**Your goal**
Which lines below hold the word "LinkMissingField"? Copy all of them.

**Given records**
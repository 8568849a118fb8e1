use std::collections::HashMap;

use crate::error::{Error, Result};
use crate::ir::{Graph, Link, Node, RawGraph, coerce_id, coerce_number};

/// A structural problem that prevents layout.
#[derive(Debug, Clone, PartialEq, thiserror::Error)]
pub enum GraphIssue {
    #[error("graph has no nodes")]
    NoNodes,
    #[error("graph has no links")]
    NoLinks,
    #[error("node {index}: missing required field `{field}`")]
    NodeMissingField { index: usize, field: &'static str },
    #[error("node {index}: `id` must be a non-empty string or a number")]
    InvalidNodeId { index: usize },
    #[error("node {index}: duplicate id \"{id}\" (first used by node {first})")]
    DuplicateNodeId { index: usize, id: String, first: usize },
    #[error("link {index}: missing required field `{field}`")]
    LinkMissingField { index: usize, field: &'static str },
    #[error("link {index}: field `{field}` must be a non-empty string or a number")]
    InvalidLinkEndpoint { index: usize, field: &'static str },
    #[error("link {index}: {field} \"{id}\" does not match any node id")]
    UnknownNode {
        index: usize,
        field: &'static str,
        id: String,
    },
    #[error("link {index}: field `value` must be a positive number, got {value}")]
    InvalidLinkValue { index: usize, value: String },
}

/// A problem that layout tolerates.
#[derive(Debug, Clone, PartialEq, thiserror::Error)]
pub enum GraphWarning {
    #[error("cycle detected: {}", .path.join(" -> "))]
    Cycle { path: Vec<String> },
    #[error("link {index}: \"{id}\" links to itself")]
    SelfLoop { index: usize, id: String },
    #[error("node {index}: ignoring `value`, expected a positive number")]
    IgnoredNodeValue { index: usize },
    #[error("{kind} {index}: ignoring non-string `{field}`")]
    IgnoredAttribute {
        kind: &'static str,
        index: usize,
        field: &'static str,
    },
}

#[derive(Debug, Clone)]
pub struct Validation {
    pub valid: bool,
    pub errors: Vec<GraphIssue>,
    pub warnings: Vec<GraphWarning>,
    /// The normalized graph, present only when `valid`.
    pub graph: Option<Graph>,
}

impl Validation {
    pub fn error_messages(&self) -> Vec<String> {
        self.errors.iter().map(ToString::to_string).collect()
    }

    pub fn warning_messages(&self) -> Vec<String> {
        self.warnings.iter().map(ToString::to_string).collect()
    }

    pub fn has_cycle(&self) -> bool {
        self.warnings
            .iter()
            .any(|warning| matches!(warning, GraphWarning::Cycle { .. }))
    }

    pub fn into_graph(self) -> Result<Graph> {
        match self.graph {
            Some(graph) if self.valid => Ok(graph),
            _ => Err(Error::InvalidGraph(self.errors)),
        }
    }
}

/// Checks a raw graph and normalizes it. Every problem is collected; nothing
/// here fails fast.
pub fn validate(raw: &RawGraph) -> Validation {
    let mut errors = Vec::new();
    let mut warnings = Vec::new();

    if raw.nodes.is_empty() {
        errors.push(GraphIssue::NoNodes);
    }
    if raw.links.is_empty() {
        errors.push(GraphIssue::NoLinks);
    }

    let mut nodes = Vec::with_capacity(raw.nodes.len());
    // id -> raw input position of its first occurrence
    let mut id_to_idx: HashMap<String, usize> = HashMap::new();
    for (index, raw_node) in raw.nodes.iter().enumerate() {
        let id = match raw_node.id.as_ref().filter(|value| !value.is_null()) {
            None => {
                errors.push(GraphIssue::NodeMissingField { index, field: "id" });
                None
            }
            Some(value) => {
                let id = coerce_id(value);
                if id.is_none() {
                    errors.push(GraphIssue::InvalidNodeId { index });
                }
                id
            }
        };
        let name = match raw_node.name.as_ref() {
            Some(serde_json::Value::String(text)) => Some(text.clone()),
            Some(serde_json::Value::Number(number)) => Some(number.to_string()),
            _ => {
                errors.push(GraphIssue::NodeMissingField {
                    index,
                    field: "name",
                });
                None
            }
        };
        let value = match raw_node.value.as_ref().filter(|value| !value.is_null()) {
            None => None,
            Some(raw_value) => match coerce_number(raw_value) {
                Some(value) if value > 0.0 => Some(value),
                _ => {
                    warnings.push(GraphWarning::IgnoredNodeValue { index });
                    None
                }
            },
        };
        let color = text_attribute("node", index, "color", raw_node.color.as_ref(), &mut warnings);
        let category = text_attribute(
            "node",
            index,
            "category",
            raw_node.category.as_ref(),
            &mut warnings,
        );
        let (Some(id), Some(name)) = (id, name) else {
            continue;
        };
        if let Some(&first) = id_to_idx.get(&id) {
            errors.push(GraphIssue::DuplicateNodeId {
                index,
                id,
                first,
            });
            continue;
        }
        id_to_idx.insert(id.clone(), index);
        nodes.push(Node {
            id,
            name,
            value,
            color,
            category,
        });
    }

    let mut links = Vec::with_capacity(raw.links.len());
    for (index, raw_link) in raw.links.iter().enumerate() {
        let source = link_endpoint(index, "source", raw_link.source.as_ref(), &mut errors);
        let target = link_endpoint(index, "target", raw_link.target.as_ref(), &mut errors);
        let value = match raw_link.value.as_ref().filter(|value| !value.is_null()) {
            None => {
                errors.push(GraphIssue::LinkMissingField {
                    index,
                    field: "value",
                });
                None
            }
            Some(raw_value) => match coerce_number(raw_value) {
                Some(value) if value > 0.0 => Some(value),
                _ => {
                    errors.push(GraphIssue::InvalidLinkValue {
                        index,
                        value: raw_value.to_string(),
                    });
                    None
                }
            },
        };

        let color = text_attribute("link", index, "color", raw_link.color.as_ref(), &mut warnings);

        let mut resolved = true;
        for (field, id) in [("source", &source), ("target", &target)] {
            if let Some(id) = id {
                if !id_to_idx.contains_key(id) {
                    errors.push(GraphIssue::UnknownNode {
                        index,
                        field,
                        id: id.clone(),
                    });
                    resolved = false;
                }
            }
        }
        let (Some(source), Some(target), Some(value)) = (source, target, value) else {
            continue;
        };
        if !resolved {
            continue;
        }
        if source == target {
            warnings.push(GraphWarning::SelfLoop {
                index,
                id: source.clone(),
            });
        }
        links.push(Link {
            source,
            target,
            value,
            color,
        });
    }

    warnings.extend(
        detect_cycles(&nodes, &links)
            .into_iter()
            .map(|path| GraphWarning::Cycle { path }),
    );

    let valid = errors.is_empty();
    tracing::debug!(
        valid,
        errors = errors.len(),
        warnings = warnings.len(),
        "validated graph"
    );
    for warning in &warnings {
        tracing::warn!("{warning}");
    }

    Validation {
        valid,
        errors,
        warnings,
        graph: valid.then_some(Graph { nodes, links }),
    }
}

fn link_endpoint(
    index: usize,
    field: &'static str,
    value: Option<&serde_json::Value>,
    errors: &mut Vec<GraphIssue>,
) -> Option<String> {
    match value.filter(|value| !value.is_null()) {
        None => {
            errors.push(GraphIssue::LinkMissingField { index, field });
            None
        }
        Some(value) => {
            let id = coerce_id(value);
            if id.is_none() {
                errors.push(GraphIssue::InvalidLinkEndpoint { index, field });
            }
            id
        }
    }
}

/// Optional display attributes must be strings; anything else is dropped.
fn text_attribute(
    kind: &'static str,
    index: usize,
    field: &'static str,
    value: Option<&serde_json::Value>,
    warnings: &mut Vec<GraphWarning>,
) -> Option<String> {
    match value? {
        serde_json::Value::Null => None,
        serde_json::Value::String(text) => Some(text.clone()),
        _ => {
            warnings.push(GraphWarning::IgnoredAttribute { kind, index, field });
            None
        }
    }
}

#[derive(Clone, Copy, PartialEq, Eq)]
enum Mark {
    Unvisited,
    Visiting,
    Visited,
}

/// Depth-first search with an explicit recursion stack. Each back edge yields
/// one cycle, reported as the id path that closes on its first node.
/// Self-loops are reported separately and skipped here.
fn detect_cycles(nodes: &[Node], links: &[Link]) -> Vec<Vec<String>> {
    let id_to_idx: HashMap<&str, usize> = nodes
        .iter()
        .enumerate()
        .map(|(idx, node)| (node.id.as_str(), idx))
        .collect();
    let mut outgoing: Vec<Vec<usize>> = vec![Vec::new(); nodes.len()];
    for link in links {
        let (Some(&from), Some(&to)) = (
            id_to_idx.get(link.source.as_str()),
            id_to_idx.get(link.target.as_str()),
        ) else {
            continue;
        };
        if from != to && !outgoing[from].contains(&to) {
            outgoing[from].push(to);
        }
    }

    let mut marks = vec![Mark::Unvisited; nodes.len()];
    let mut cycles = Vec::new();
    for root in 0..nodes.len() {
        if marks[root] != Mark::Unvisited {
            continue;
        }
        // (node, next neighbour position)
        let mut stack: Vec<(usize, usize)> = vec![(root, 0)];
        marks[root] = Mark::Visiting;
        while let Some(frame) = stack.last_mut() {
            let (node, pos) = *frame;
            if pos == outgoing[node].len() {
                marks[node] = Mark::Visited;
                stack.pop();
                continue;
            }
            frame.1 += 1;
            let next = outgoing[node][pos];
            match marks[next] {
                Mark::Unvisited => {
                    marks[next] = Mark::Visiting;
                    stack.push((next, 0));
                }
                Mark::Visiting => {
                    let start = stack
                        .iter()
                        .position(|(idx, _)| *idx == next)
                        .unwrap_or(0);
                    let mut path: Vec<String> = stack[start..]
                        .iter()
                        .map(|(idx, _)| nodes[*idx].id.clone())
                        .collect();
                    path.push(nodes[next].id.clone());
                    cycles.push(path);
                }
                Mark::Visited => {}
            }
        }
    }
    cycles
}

**Solved problem**
    LinkMissingField { index: usize, field: &'static str },
                errors.push(GraphIssue::LinkMissingField {
            errors.push(GraphIssue::LinkMissingField { index, field });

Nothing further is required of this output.